Türkiye’nin güçlü bir ülke olmak istiyorsa NGS’lere ihtiyacı bulunduğunu ve bu açıdan bakıldığında nükleer enerjiye karşı çıkmayı doğru bulmadığını söyleyen Cingöz, sözlerini şöyle tamamladı:
“Kamuoyunun nükleer enerjiye ilişkin olumsuz yaklaşımı ulusal ve uluslararası medyada yapılacak yayınlarla giderilmeye çalışılmalı. Uluslararası kamuoyu nükleer enerjiyi, geleceğin en önemli enerji kaynaklarından birisi olarak önemserken, toplumun, bilinçsizce nükleer enerji karşıtlığı anlamsızdır. Kamuoyunun nükleer enerjiye dünyada ne kadar önem verildiği konusunda bilinçlendirilmesi durumunda fikir değiştirerek, bu karşıt tutumdan vazgeçeceğine inanıyorum.”
ERGÜN: CUMHURİYETİMİZİN ÖNEMLİ KİLOMETRE TAŞLARINDAN BİRİ
Hacettepe Üniversitesi Nükleer Enerji Mühendisliği Bölümü Öğretim Üyesi Prof. Dr. Şule Ergün ise Akkuyu NGS’nin elektrik üretmeye başlamasıyla Türkiye’nin sadece enerji bağımsızlığı ve ülke ekonomisi değil, aynı zamanda dış politikasında daha güçlü bir konuma geleceğini belirterek, “Ülkemizin ilk nükleer güç santrali olan Akkuyu, sadece bir enerji kaynağı değil, teknoloji kültüründe de bir basamaktır. Akkuyu NGS Cumhuriyetimizin önemli kilometre taşlarından biridir. Ülkemizin Akkuyu NGS ile nükleer enerjide büyük bir atılım yapmasının çok önemli olduğunu düşünüyorum” dedi.
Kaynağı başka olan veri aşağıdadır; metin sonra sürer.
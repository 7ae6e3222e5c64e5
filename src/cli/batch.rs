//! `convert2pdf batch`, `check` and `types`.

use std::collections::BTreeMap;
use std::process::ExitCode;
use std::sync::Arc;
use std::time::Duration;

use anyhow::Context;
use indicatif::{ProgressBar, ProgressStyle};

use crate::cli::{BatchArgs, ServerArgs};
use crate::client::{ClientConfig, ConvertClient, ProgressSink, ProgressSnapshot};
use crate::formats::family_of;

const TICKS: &[&str] = &["⠋", "⠙", "⠹", "⠸", "⠼", "⠴", "⠦", "⠧", "⠇", "⠏", "⠿"];

/// Terminal progress bar for batch runs.
pub struct IndicatifProgress {
    bar: ProgressBar,
}

impl IndicatifProgress {
    pub fn new() -> Self {
        let bar = ProgressBar::new(0);
        let style = ProgressStyle::with_template(
            "{spinner:.cyan} {prefix:.bold}  [{bar:40.green/238}] {pos:>3}/{len} files  \
             ⏱ {elapsed_precise}  {msg}",
        )
        .unwrap_or_else(|_| ProgressStyle::default_bar())
        .progress_chars("█▉▊▋▌▍▎▏  ")
        .tick_strings(TICKS);
        bar.set_style(style);
        bar.set_prefix("Converting");
        Self { bar }
    }
}

impl Default for IndicatifProgress {
    fn default() -> Self {
        Self::new()
    }
}

impl ProgressSink for IndicatifProgress {
    fn on_batch_start(&self, total: usize) {
        self.bar.set_length(total as u64);
        self.bar.enable_steady_tick(Duration::from_millis(80));
    }

    fn on_job_complete(&self, s: &ProgressSnapshot) {
        self.bar.set_position(s.done as u64);
        let current: String = s.current.chars().take(20).collect();
        self.bar.set_message(format!(
            "ok {}  failed {}  {}",
            s.succeeded, s.failed, current
        ));
    }

    fn on_batch_complete(&self, s: &ProgressSnapshot) {
        self.bar.finish_with_message(format!(
            "ok {}  failed {}",
            s.succeeded, s.failed
        ));
    }
}

fn client_config(server: &ServerArgs) -> ClientConfig {
    ClientConfig {
        host: server.host.clone(),
        port: server.port,
        timeout: Duration::from_secs(server.timeout),
        ..Default::default()
    }
}

/// Returns true iff every file converted.
pub(super) async fn run_batch(args: BatchArgs) -> anyhow::Result<bool> {
    let retry_delay = Duration::try_from_secs_f64(args.retry_delay)
        .context("--retry-delay must be a non-negative number of seconds")?;
    let config = ClientConfig {
        max_retries: args.retries,
        retry_delay,
        ..client_config(&args.server)
    };

    let client = ConvertClient::new(config)?.with_progress(Arc::new(IndicatifProgress::new()));
    client
        .connect()
        .await
        .with_context(|| format!("Cannot reach conversion server at {}", client.base_url()))?;

    let results = client
        .convert_directory(
            &args.input,
            args.output.as_deref(),
            args.workers as usize,
            args.recursive,
            !args.no_save_results,
        )
        .await?;

    if results.is_empty() {
        println!("No convertible files found in {}", args.input.display());
        return Ok(true);
    }

    let failed: Vec<_> = results.iter().filter(|r| !r.is_success()).collect();
    println!();
    println!(
        "Converted {}/{} files",
        results.len() - failed.len(),
        results.len()
    );
    for result in &failed {
        println!(
            "  FAILED {}: {}",
            result.original_file,
            result.error.as_deref().unwrap_or("unknown error")
        );
    }

    Ok(failed.is_empty())
}

pub(super) async fn run_check(args: ServerArgs) -> anyhow::Result<ExitCode> {
    let client = ConvertClient::new(client_config(&args))?;
    match client.connect().await {
        Ok(()) => {
            println!(
                "Server {} is healthy, {} supported file types",
                client.base_url(),
                client.supported_types().len()
            );
            Ok(ExitCode::SUCCESS)
        }
        Err(e) => {
            println!("Server {} is not usable: {}", client.base_url(), e);
            Ok(ExitCode::FAILURE)
        }
    }
}

pub(super) async fn run_types(args: ServerArgs) -> anyhow::Result<()> {
    let client = ConvertClient::new(client_config(&args))?;
    client.connect().await?;

    let mut by_family: BTreeMap<&str, Vec<String>> = BTreeMap::new();
    for ext in client.supported_types() {
        let family = family_of(&ext).unwrap_or("other");
        let entry = by_family.entry(family).or_default();
        if !entry.contains(&ext) {
            entry.push(ext);
        }
    }

    println!("Supported file types ({}):", client.base_url());
    for (family, exts) in by_family {
        println!("  {:<13} {}", family, exts.join(" "));
    }
    Ok(())
}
“BİR ÜLKENİN NÜKLEER SANTRALİNİN OLMASI GÜCÜNÜN GÖSTERGESİDİR”
Türkiye’nin, Akkuyu NGS’den sonra da yeni nükleer santrallerle de enerji karmasını çeşitlendirmesi kararını desteklediğini vurgulayan Prof. Dr. Ergün, “Akkuyu NGS ile açılan yol, Türkiye’nin ilk nükleer santraline kavuşması ve enerji bağımsızlığı yolunda ilk adımı atmış olması bakımından çok önemli. Yetkililerin de açıkladığı gibi, yeni nükleer santraller, yeni reaktörler ve küçük modüler reaktörlerle nükleerin payını artırmak doğru ve yerinde bir karar. Akkuyu NGS, bizi nükleer kulübe sokmanın yanı sıra elektrik üretimi konusunda diğer ülkelerden daha fazla geri kalmamızın da önüne geçecek. Bu anlamda önemli bir adım atıldığını düşünüyorum. Bir ülkenin nükleer santralinin olması gücünün göstergesidir” diye konuştu.
“NÜKLEER SANTRALDEN ELEKTRİK ÜRETİMİNDE SOMUT ADIM AKKUYU NGS İLE ATILDI”
Prof. Dr. Ergün, Türkiye’nin 1950’li yılların sonundan itibaren nükleer enerjinin barışçıl amaçlarla kullanılması için bilgi birikimini geliştirdiğini, kurumlar ve laboratuvarlar kurduğunu ve nükleer bilimin gelişmesine katkılarda bulunmuş kişiler yetiştirdiğini vurguladı. Türkiye’nin, 1956 yılında Atom Enerjisi Komisyonu (AEK) Genel Sekreterliğini kurarak, dünyada nükleer enerji alanında çalışmaları başlatan ilk ülkeler arasındaki yerini aldığını söyleyen Ergün, “Türkiye her ne kadar 1950’li yılların sonunda NGS kurmak için çalışmalara başlamış olsa da nükleer santralden elektrik üretmede somut adım Türkiye ve Rusya arasındaki anlaşmayla atıldı. Ve böylece Akkuyu’da, Türkiye’nin ilk nükleer santrali inşa edilmeye başladı” dedi.
Türkiye’nin enerji ihtiyacını sürdürülebilir ve güvenilir bir elektrik kaynağıyla üretmesi gerektiğinin altını çizen Ergün, şunları kaydetti:
“NGS’ler sadece elektrik üretim sistemleri değil, aynı zamanda teknoloji kültürünün önemli parçaları ve teknolojide ilerlemenin önemli basamaklarıdır. Bir ülkede yüksek enerjiye ihtiyaç duyan sanayi yatırımı yapmak isteyen bir yatırımcı o ülkede nükleer santral varsa bu konudaki kararını daha rahat alabilir. Nükleer teknolojiye dayalı teknoloji kültürü çok farklıdır ve A’dan Z’ye tüm bilim dallarını ilgilendirir. Ciddi anlamda kalite, bir ülkeye üst standartlarda iş yapmayı öğretir.”